How This Viral Photo Is Changing Subway Sandwiches Forever

Fast food chain Subway is giving its sandwiches a major makeover thanks to one man's viral picture of the restaurant's famous "footlong" sub from three years ago, Business Insider reports.

In 2013, Australian Matt Corby posted this image of what was supposed to be his 12-inch Subway sandwich on his Facebook page. But unlike what the restaurant famously advertises, Corby's sandwich fell one inch short. The post received more than 130,000 likes and almost 4,000 shares.

On Monday, a class action lawsuit stemming from the viral photo was settled, with Subway agreeing to change its menu to accommodate the demand for true 12-inch subs.

According to Forbes:

Subway agreed to settle the case for about a half-million dollars–almost all of which goes to the plaintiffs’ lawyers–plus some minor changes in Subway’s practices, such as additional disclosures to consumers.

Matt Corby facebook picture of subway sandwich

The Photo that Changed Everything

The post quickly garnered a lot of attention on social media and even graced the cover of the New York Post. Today, the post is currently unavailable.

But the real game-changer came when two men from New Jersey filed a lawsuit against the restaurant. Although Subway tried to attribute the 11-inch subs to restaurants not complying with corporate baking standards, other states followed up with lawsuits alleging false advertising, AP reports.
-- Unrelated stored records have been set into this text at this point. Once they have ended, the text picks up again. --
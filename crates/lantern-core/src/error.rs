//! Unified error types for the lantern core library.
//!
//! This module provides a unified error type [`LanternError`] that covers all failure
//! modes across lantern. Each module also has its own specific error type
//! ([`ConfigError`](crate::config::ConfigError), [`RadioError`](crate::radio::RadioError))
//! for internal use.
//!
//! Note that a payload that is not an iBeacon is never an error: the decoder
//! returns `None` for it.
//!
//! # Example
//!
//! ```rust
//! use lantern_core::error::{LanternError, Result};
//!
//! fn require_enabled(enabled: bool) -> Result<()> {
//!     if !enabled {
//!         return Err(LanternError::AdapterUnavailable);
//!     }
//!     Ok(())
//! }
//! ```

use thiserror::Error;

/// The unified error type for all lantern operations.
#[derive(Debug, Error)]
pub enum LanternError {
    // =========================================================================
    // RADIO ERRORS
    // =========================================================================
    /// No Bluetooth adapter was found on this system.
    #[error(
        "No Bluetooth adapter found. Ensure Bluetooth hardware is present and drivers are loaded."
    )]
    AdapterNotFound,

    /// The Bluetooth adapter exists but is powered off.
    #[error("Bluetooth adapter is powered off. Run 'bluetoothctl power on' to enable.")]
    AdapterPoweredOff,

    /// The radio reported itself unavailable when the service was started.
    #[error("Bluetooth radio is unavailable or disabled; the scan service was not started")]
    AdapterUnavailable,

    /// Starting or running a BLE scan failed.
    #[error("Bluetooth scan failed: {0}")]
    ScanFailed(String),

    // =========================================================================
    // CONFIGURATION ERRORS
    // =========================================================================
    /// An explicitly requested configuration file does not exist.
    #[error("Configuration file not found: {0}")]
    ConfigNotFound(String),

    /// The configuration sources could not be parsed.
    #[error("Failed to parse configuration: {0}")]
    ConfigParseError(String),

    /// The configuration was parsed but contains invalid values.
    #[error("Configuration validation failed: {0}")]
    ConfigValidationError(String),

    // =========================================================================
    // SERVICE ERRORS
    // =========================================================================
    /// The scan service is no longer running.
    #[error("Beacon service has stopped")]
    ServiceStopped,
}

/// A specialized [`Result`] type for lantern operations.
pub type Result<T> = std::result::Result<T, LanternError>;

impl LanternError {
    /// Returns `true` if this error is related to the Bluetooth radio.
    #[inline]
    #[must_use]
    pub const fn is_radio_error(&self) -> bool {
        matches!(
            self,
            Self::AdapterNotFound
                | Self::AdapterPoweredOff
                | Self::AdapterUnavailable
                | Self::ScanFailed(_)
        )
    }

    /// Returns `true` if this error is related to configuration.
    #[inline]
    #[must_use]
    pub const fn is_config_error(&self) -> bool {
        matches!(
            self,
            Self::ConfigNotFound(_) | Self::ConfigParseError(_) | Self::ConfigValidationError(_)
        )
    }

    /// Returns `true` if retrying later may succeed without user intervention.
    ///
    /// Adapter problems are not retried: the caller must restart the service.
    #[inline]
    #[must_use]
    pub const fn is_recoverable(&self) -> bool {
        matches!(self, Self::ScanFailed(_))
    }

    /// Returns a machine-readable error code.
    #[inline]
    #[must_use]
    pub const fn error_code(&self) -> &'static str {
        match self {
            Self::AdapterNotFound => "BLUETOOTH_ADAPTER_NOT_FOUND",
            Self::AdapterPoweredOff => "BLUETOOTH_ADAPTER_POWERED_OFF",
            Self::AdapterUnavailable => "BLUETOOTH_ADAPTER_UNAVAILABLE",
            Self::ScanFailed(_) => "BLUETOOTH_SCAN_FAILED",
            Self::ConfigNotFound(_) => "CONFIG_NOT_FOUND",
            Self::ConfigParseError(_) => "CONFIG_PARSE_ERROR",
            Self::ConfigValidationError(_) => "CONFIG_VALIDATION_ERROR",
            Self::ServiceStopped => "SERVICE_STOPPED",
        }
    }
}

// =============================================================================
// CONVERSIONS FROM MODULE-SPECIFIC ERRORS
// =============================================================================

impl From<crate::config::ConfigError> for LanternError {
    fn from(err: crate::config::ConfigError) -> Self {
        use crate::config::ConfigError;
        match err {
            ConfigError::NotFound(path) => Self::ConfigNotFound(path),
            ConfigError::Load(e) => Self::ConfigParseError(e.to_string()),
            err @ ConfigError::ValidationError { .. } => {
                Self::ConfigValidationError(err.to_string())
            }
            ConfigError::MultipleValidationErrors(errors) => {
                let messages: Vec<String> = errors.iter().map(ToString::to_string).collect();
                Self::ConfigValidationError(messages.join("; "))
            }
        }
    }
}

impl From<crate::radio::RadioError> for LanternError {
    fn from(err: crate::radio::RadioError) -> Self {
        use crate::radio::RadioError;
        match err {
            RadioError::AdapterNotFound => Self::AdapterNotFound,
            RadioError::AdapterPoweredOff => Self::AdapterPoweredOff,
            RadioError::SessionInitFailed { message }
            | RadioError::DiscoveryFailed { message } => Self::ScanFailed(message),
        }
    }
}

// =============================================================================
// TESTS
// =============================================================================

#[cfg(test)]
mod tests {
    use super::*;
    use crate::config::ConfigError;
    use crate::radio::RadioError;

    #[test]
    fn test_radio_error_classification() {
        assert!(LanternError::AdapterNotFound.is_radio_error());
        assert!(LanternError::AdapterPoweredOff.is_radio_error());
        assert!(LanternError::AdapterUnavailable.is_radio_error());
        assert!(LanternError::ScanFailed("test".into()).is_radio_error());

        assert!(!LanternError::ServiceStopped.is_radio_error());
    }

    #[test]
    fn test_config_error_classification() {
        assert!(LanternError::ConfigNotFound("/test".into()).is_config_error());
        assert!(LanternError::ConfigParseError("syntax error".into()).is_config_error());
        assert!(LanternError::ConfigValidationError("invalid value".into()).is_config_error());

        assert!(!LanternError::AdapterNotFound.is_config_error());
    }

    #[test]
    fn test_recoverable_errors() {
        assert!(LanternError::ScanFailed("timeout".into()).is_recoverable());
        assert!(!LanternError::AdapterUnavailable.is_recoverable());
        assert!(!LanternError::AdapterPoweredOff.is_recoverable());
    }

    #[test]
    fn test_error_codes() {
        assert_eq!(
            LanternError::AdapterNotFound.error_code(),
            "BLUETOOTH_ADAPTER_NOT_FOUND"
        );
        assert_eq!(LanternError::ServiceStopped.error_code(), "SERVICE_STOPPED");
        assert_eq!(
            LanternError::ConfigNotFound(String::new()).error_code(),
            "CONFIG_NOT_FOUND"
        );
    }

    #[test]
    fn test_from_config_error() {
        let err: LanternError = ConfigError::ValidationError {
            field: "scan_time_ms",
            message: "must be greater than zero".into(),
        }
        .into();
        assert!(matches!(err, LanternError::ConfigValidationError(ref m) if m.contains("scan_time_ms")));

        let err: LanternError = ConfigError::NotFound("/etc/lantern.toml".into()).into();
        assert!(matches!(err, LanternError::ConfigNotFound(_)));
    }

    #[test]
    fn test_from_radio_error() {
        let err: LanternError = RadioError::AdapterPoweredOff.into();
        assert!(matches!(err, LanternError::AdapterPoweredOff));

        let err: LanternError = RadioError::DiscoveryFailed {
            message: "dbus".into(),
        }
        .into();
        assert!(matches!(err, LanternError::ScanFailed(ref m) if m == "dbus"));
    }

    #[test]
    fn test_error_display_messages() {
        let err = LanternError::AdapterNotFound;
        assert!(format!("{err}").contains("No Bluetooth adapter found"));

        let err = LanternError::ScanFailed("busy".into());
        assert!(format!("{err}").contains("busy"));
    }

    #[test]
    fn test_error_is_send_and_sync() {
        fn assert_send<T: Send>() {}
        fn assert_sync<T: Sync>() {}

        assert_send::<LanternError>();
        assert_sync::<LanternError>();
    }
}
"It's no different than if a wireless company is profiting on a 14-cent hidden fee," one of the plaintiff's lawyers, Stephen DeNittis, explained to Today in 2013.

According to the AP, Subway has 38,000 stores around the world and its $5 footling specials have been one of the biggest marketing points for the restaurant.
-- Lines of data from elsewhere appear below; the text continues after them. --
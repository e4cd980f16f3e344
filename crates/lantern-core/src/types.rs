//! Shared beacon types.
//!
//! [`BeaconIdentity`] names a beacon independently of signal conditions,
//! [`BeaconObservation`] is one decoded sighting of it, and [`ScanStatus`]
//! describes what the scan loop is doing.

use std::fmt;

use chrono::{DateTime, Utc};
use serde::{Deserialize, Serialize};
use uuid::Uuid;

use crate::distance::{estimate_distance, Proximity};

/// The `(uuid, major, minor)` triple that identifies a beacon.
///
/// Two observations refer to the same beacon iff their identities are equal.
/// Signal strength, address and timestamps are not part of the identity.
#[derive(Debug, Clone, Copy, PartialEq, Eq, Hash, PartialOrd, Ord, Serialize, Deserialize)]
pub struct BeaconIdentity {
    /// Proximity UUID, printed as lowercase hyphenated hex.
    pub uuid: Uuid,

    /// Major group number.
    pub major: u16,

    /// Minor number within the major group.
    pub minor: u16,
}

impl BeaconIdentity {
    /// Create a new identity.
    #[must_use]
    pub const fn new(uuid: Uuid, major: u16, minor: u16) -> Self {
        Self { uuid, major, minor }
    }
}

impl fmt::Display for BeaconIdentity {
    fn fmt(&self, f: &mut fmt::Formatter<'_>) -> fmt::Result {
        write!(f, "{}:{}:{}", self.uuid.hyphenated(), self.major, self.minor)
    }
}

/// A single sighting of a beacon.
///
/// Distance and proximity are derived from `tx_power` and `rssi` when the
/// observation is built and cannot be changed independently afterwards.
#[derive(Debug, Clone, PartialEq, Serialize, Deserialize)]
pub struct BeaconObservation {
    identity: BeaconIdentity,
    tx_power: i8,
    rssi: i16,
    distance: f64,
    proximity: Proximity,
    address: Option<String>,
    expires_at: Option<DateTime<Utc>>,
}

impl BeaconObservation {
    /// Build an observation, deriving distance and proximity from the signal data.
    #[must_use]
    pub fn new(identity: BeaconIdentity, tx_power: i8, rssi: i16, address: Option<String>) -> Self {
        let distance = estimate_distance(tx_power, f64::from(rssi));
        Self {
            identity,
            tx_power,
            rssi,
            distance,
            proximity: Proximity::from_distance(distance),
            address,
            expires_at: None,
        }
    }

    /// The beacon this observation belongs to.
    #[must_use]
    pub const fn identity(&self) -> &BeaconIdentity {
        &self.identity
    }

    /// Calibrated power at one meter, in dBm.
    #[must_use]
    pub const fn tx_power(&self) -> i8 {
        self.tx_power
    }

    /// Measured signal strength, in dBm.
    #[must_use]
    pub const fn rssi(&self) -> i16 {
        self.rssi
    }

    /// Estimated distance in meters, `-1.0` when unknown.
    #[must_use]
    pub const fn distance(&self) -> f64 {
        self.distance
    }

    /// Coarse proximity bucket for [`Self::distance`].
    #[must_use]
    pub const fn proximity(&self) -> Proximity {
        self.proximity
    }

    /// Bluetooth hardware address of the advertiser, if the radio reported one.
    #[must_use]
    pub fn address(&self) -> Option<&str> {
        self.address.as_deref()
    }

    /// When this beacon expires unless seen again. Set by the registry.
    #[must_use]
    pub const fn expires_at(&self) -> Option<DateTime<Utc>> {
        self.expires_at
    }

    pub(crate) fn set_expires_at(&mut self, expires_at: DateTime<Utc>) {
        self.expires_at = Some(expires_at);
    }
}

/// What the scan loop is currently doing.
#[derive(Debug, Clone, Copy, PartialEq, Eq, Hash, Serialize, Deserialize)]
#[serde(rename_all = "snake_case")]
pub enum ScanStatus {
    /// The service is stopped.
    Off,

    /// Scanning with no beacon currently tracked.
    Scanning,

    /// Scanning while at least one beacon is tracked.
    FastScanning,

    /// Idle between two scan windows.
    NotScanning,
}

impl ScanStatus {
    /// Numeric status code as broadcast to status listeners.
    #[must_use]
    pub const fn code(self) -> u8 {
        match self {
            Self::Off => 0,
            Self::Scanning => 1,
            Self::FastScanning => 2,
            Self::NotScanning => 3,
        }
    }

    /// Whether the radio is scanning in this state.
    #[must_use]
    pub const fn is_scanning(self) -> bool {
        matches!(self, Self::Scanning | Self::FastScanning)
    }
}

impl fmt::Display for ScanStatus {
    fn fmt(&self, f: &mut fmt::Formatter<'_>) -> fmt::Result {
        let label = match self {
            Self::Off => "off",
            Self::Scanning => "scanning",
            Self::FastScanning => "fast scanning",
            Self::NotScanning => "not scanning",
        };
        f.write_str(label)
    }
}

#[cfg(test)]
mod tests {
    use std::collections::HashSet;

    use super::*;

    const UUID: Uuid = Uuid::from_u128(0xe2c5_6db5_dffb_48d2_b060_d0f5_a710_96e0);

    #[test]
    fn test_identity_display_is_lowercase_hyphenated() {
        let identity = BeaconIdentity::new(UUID, 1, 2);
        assert_eq!(identity.to_string(), "e2c56db5-dffb-48d2-b060-d0f5a71096e0:1:2");
    }

    #[test]
    fn test_identity_hash_uses_full_triple() {
        let mut seen = HashSet::new();
        seen.insert(BeaconIdentity::new(UUID, 1, 7));
        seen.insert(BeaconIdentity::new(UUID, 2, 7));
        seen.insert(BeaconIdentity::new(Uuid::nil(), 1, 7));
        seen.insert(BeaconIdentity::new(UUID, 1, 7));
        assert_eq!(seen.len(), 3);
    }

    #[test]
    fn test_observation_derives_distance_and_proximity() {
        let obs = BeaconObservation::new(BeaconIdentity::new(UUID, 1, 2), -59, -59, None);
        assert!((obs.distance() - 1.010_76).abs() < 1e-3);
        assert_eq!(obs.proximity(), Proximity::Near);
        assert!(obs.expires_at().is_none());
    }

    #[test]
    fn test_observation_zero_rssi_is_unknown() {
        let obs = BeaconObservation::new(BeaconIdentity::new(UUID, 1, 2), -59, 0, None);
        assert!((obs.distance() + 1.0).abs() < f64::EPSILON);
        assert_eq!(obs.proximity(), Proximity::Unknown);
    }

    #[test]
    fn test_scan_status_codes() {
        assert_eq!(ScanStatus::Off.code(), 0);
        assert_eq!(ScanStatus::Scanning.code(), 1);
        assert_eq!(ScanStatus::FastScanning.code(), 2);
        assert_eq!(ScanStatus::NotScanning.code(), 3);
        assert!(ScanStatus::FastScanning.is_scanning());
        assert!(!ScanStatus::NotScanning.is_scanning());
    }

    #[test]
    fn test_observation_serialization() {
        let obs = BeaconObservation::new(
            BeaconIdentity::new(UUID, 10, 20),
            -59,
            -80,
            Some("AA:BB:CC:DD:EE:FF".to_string()),
        );
        let json = serde_json::to_string(&obs).unwrap();
        assert!(json.contains("\"uuid\":\"e2c56db5-dffb-48d2-b060-d0f5a71096e0\""));
        assert!(json.contains("\"proximity\":\"far\""));
        assert!(json.contains("\"address\":\"AA:BB:CC:DD:EE:FF\""));
    }
}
Subway's other marketing woes

Today's ruling comes amid a time of public relations crisis for Subway. In August of 215, restaurant spokesperson Jared Fogle pled guilty to charges of child pornography and traveling to have illicit sex with a minor, according to CNN. He was sentenced to more than 15 years in prison.

Prior to his conviction, Fogle worked as the company's pitchman for 16 years, after famously dropped 200 pounds while eating the restaurant's sandwiches, Business Insider reports.

In 2014, the chain also received a slew of bad publicity for including the chemical azodicarbonamide in it's bread. Though azodicarbonamide is approved by the FDA as a bleaching agent, one health-conscious blogger dubbed "The Food Babe" launched a popular social media campaign noting that the chemical is also used in yoga mats, and urging Subway to remove it from their bread. The company followed through on those demands April of 2014.